The Interaction of Philosophy and Dogma

I The Eclipse of Theological Rationalism

As we mentioned earlier, the rise of Scholastic theology in the middle of the eighth century was the outcome of a new spirit of inquiry, which the introduction of Greek philosophy in the Muslim world had sparked. In some cases, however, the interaction of philosophy and dogma resulted in a gradual cleavage between the two. The systematic philosophers, like al-Farabi and Ibn Sina, tried hard to lessen the effect of such cleavage by emphasizing the areas of agreement and the common concerns of philosophy and dogma. Some, such as al-Kindi, went so far as to espouse the

cause of dogma almost unconditionally and sought to erect a compact intellectual edifice on the foundation of dogma.

A gradual reaction to rationalism in theology, championed originally by the Mutazilah, was to set in less than a century after the death of the founder of that school, Wasil b. Ata'. We have already discussed the role which the great theologian and jurist Ahmad b. Hanbal, as well as the Abbasid caliph al-Mutawakkil, played in the reversal of the pro-Mutazilite policies of al-Ma'mun in the middle of the ninth century.[1] However, the theological influence of the Mu'tazilah did not cease altogether as a result of al-Mutawakkil's policy of repression. Despite the virtual triumph of the Hanbali and Traditionist party, the spirit of theological inquiry was not completely snuffed out. In its pure form, the primitive traditionalism of the early jurists and exegetes was gone forever. The new Traditionism or orthodoxy was a qualified one that stemmed from the Mutazilite movement itself. Its rise is associated with the name of Abu'l Hasan al-Ashari (d.935), who, according to the traditional account, studied theology with al-Juba'i, head of the Basra branch of the Mutazilite school but broke away from that school at the age of forty.[2] The Prophet appeared to him in a dream and urged him to "take charge" of the Muslim community, whereupon al-Ashari ascended the pulpit at the mosque of Basra and proclaimed his recantation and his determination to make public "the scandals and follies" of the Mutazilah.

A debate with his master, al-juba'i, concerning God's justice and man's worthiness brings out vividly his original anti-Mutazilite sympathies.[3] Whether historical or not, this debate is significant in so far as it illustrates one of the cardinal issues on which al-Ashari broke with the Mutazilah. The pupil asks his master: What will be the fate in the after-life of three brothers, one of whom dies in a state of grace, one in a state of sin, and one in a state of innocence (i.e., before he comes of age)? The righteous brother, answers al-juba'i, will be consigned to paradise, the sinner to hell, and the third to an intermediate position.[4] Al-Ashari then asks: What if the third brother were to ask to be allowed to join his more fortunate brother?
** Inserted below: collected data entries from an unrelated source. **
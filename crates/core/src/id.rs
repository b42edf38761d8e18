//! Strongly-typed identifiers used across the domain.

use core::str::FromStr;
use serde::{Deserialize, Serialize};
use uuid::Uuid;

use crate::error::DomainError;

/// Identifier of a company (multi-tenant boundary).
#[derive(Debug, Copy, Clone, PartialEq, Eq, Hash, PartialOrd, Ord, Serialize, Deserialize)]
#[serde(transparent)]
pub struct CompanyId(Uuid);

/// Identifier of a stored record.
///
/// Module crates wrap this in their own newtype (`SkillId`, `PersonId`, ...).
#[derive(Debug, Copy, Clone, PartialEq, Eq, Hash, PartialOrd, Ord, Serialize, Deserialize)]
#[serde(transparent)]
pub struct EntityId(Uuid);

macro_rules! impl_uuid_newtype {
    ($t:ty, $name:literal) => {
        impl $t {
            /// Create a new identifier.
            ///
            /// Uses UUIDv7 (time-ordered). Prefer passing IDs explicitly in tests
            /// for determinism.
            pub fn new() -> Self {
                Self(Uuid::now_v7())
            }

            pub fn from_uuid(uuid: Uuid) -> Self {
                Self(uuid)
            }

            pub fn as_uuid(&self) -> &Uuid {
                &self.0
            }
        }

        impl Default for $t {
            fn default() -> Self {
                Self::new()
            }
        }

        impl core::fmt::Display for $t {
            fn fmt(&self, f: &mut core::fmt::Formatter<'_>) -> core::fmt::Result {
                core::fmt::Display::fmt(&self.0, f)
            }
        }

        impl From<Uuid> for $t {
            fn from(value: Uuid) -> Self {
                Self(value)
            }
        }

        impl From<$t> for Uuid {
            fn from(value: $t) -> Self {
                value.0
            }
        }

        impl FromStr for $t {
            type Err = DomainError;

            fn from_str(s: &str) -> Result<Self, Self::Err> {
                let uuid = Uuid::from_str(s.trim())
                    .map_err(|e| DomainError::invalid_id(format!("{}: {}", $name, e)))?;
                Ok(Self(uuid))
            }
        }
    };
}

impl_uuid_newtype!(CompanyId, "CompanyId");
impl_uuid_newtype!(EntityId, "EntityId");

/// Declare a module-level identifier wrapping [`EntityId`].
///
/// ```ignore
/// livelum_core::entity_id!(SkillId);
/// ```
#[macro_export]
macro_rules! entity_id {
    ($name:ident) => {
        #[derive(
            Debug,
            Copy,
            Clone,
            PartialEq,
            Eq,
            Hash,
            PartialOrd,
            Ord,
            ::serde::Serialize,
            ::serde::Deserialize,
        )]
        #[serde(transparent)]
        pub struct $name(pub $crate::EntityId);

        impl $name {
            pub fn new() -> Self {
                Self($crate::EntityId::new())
            }

            pub fn as_uuid(&self) -> &::uuid::Uuid {
                self.0.as_uuid()
            }
        }

        impl Default for $name {
            fn default() -> Self {
                Self::new()
            }
        }

        impl ::core::fmt::Display for $name {
            fn fmt(&self, f: &mut ::core::fmt::Formatter<'_>) -> ::core::fmt::Result {
                ::core::fmt::Display::fmt(&self.0, f)
            }
        }

        impl From<::uuid::Uuid> for $name {
            fn from(value: ::uuid::Uuid) -> Self {
                Self($crate::EntityId::from_uuid(value))
            }
        }

        impl ::core::str::FromStr for $name {
            type Err = $crate::DomainError;

            fn from_str(s: &str) -> Result<Self, Self::Err> {
                s.parse::<$crate::EntityId>().map(Self)
            }
        }
    };
}

#[cfg(test)]
mod tests {
    use super::*;

    #[test]
    fn parse_round_trips_through_display() {
        let id = CompanyId::new();
        let parsed: CompanyId = id.to_string().parse().unwrap();
        assert_eq!(id, parsed);
    }

    #[test]
    fn parse_rejects_garbage() {
        let err = "not-a-uuid".parse::<EntityId>().unwrap_err();
        assert!(matches!(err, DomainError::InvalidId(_)));
    }
}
This privilege, replies al-juba'i, would be denied him on the ground that the first brother was admitted to paradise on the strength of his good works. If the third brother were to protest that if he had been given a long life he would have lived righteously, God would have replied: I foresaw that you would not and therefore chose to spare you everlasting damnation in hell. At this, the brother Who had died in sin exclaims: Surely, Lord, you foresaw my own plight, as well. Why, then, did you not deal with me as mercifully as you have dealt with my other brother?

We are told that al-juba'i was unable to say what God's possible answer to such protestations might be, on the Mutazilite assumption of the unqualified justice of God. The corollaries drawn by al-Ashari constitute the substance of his view of God's absolute omnipotence and sovereignty in the world and the finality of his moral and religious decrees. These decrees are entirely independent of any conditions, moral or other, apart from God's absolute fiat. To Him it belongs to order human life as He pleases, and to the "servant" to obey without question. Contrary to the contention of the Mutazilah, the human agent plays no part in the drama of choosing or doing and reaps none of the moral or religious fruits accruing from such initiative. In their desire to stress man's moral freedom and responsibility, the Mutazilah had described him, somewhat extravagantly, as "the creator of his deeds." To al-Ashari, such blasphemous language was tantamount to the denial of God's uniqueness as the sole Creator and Sovereign of the world, and consequently implied the recognition of two creators, in the manner of the Manichaeans (Majus).[5]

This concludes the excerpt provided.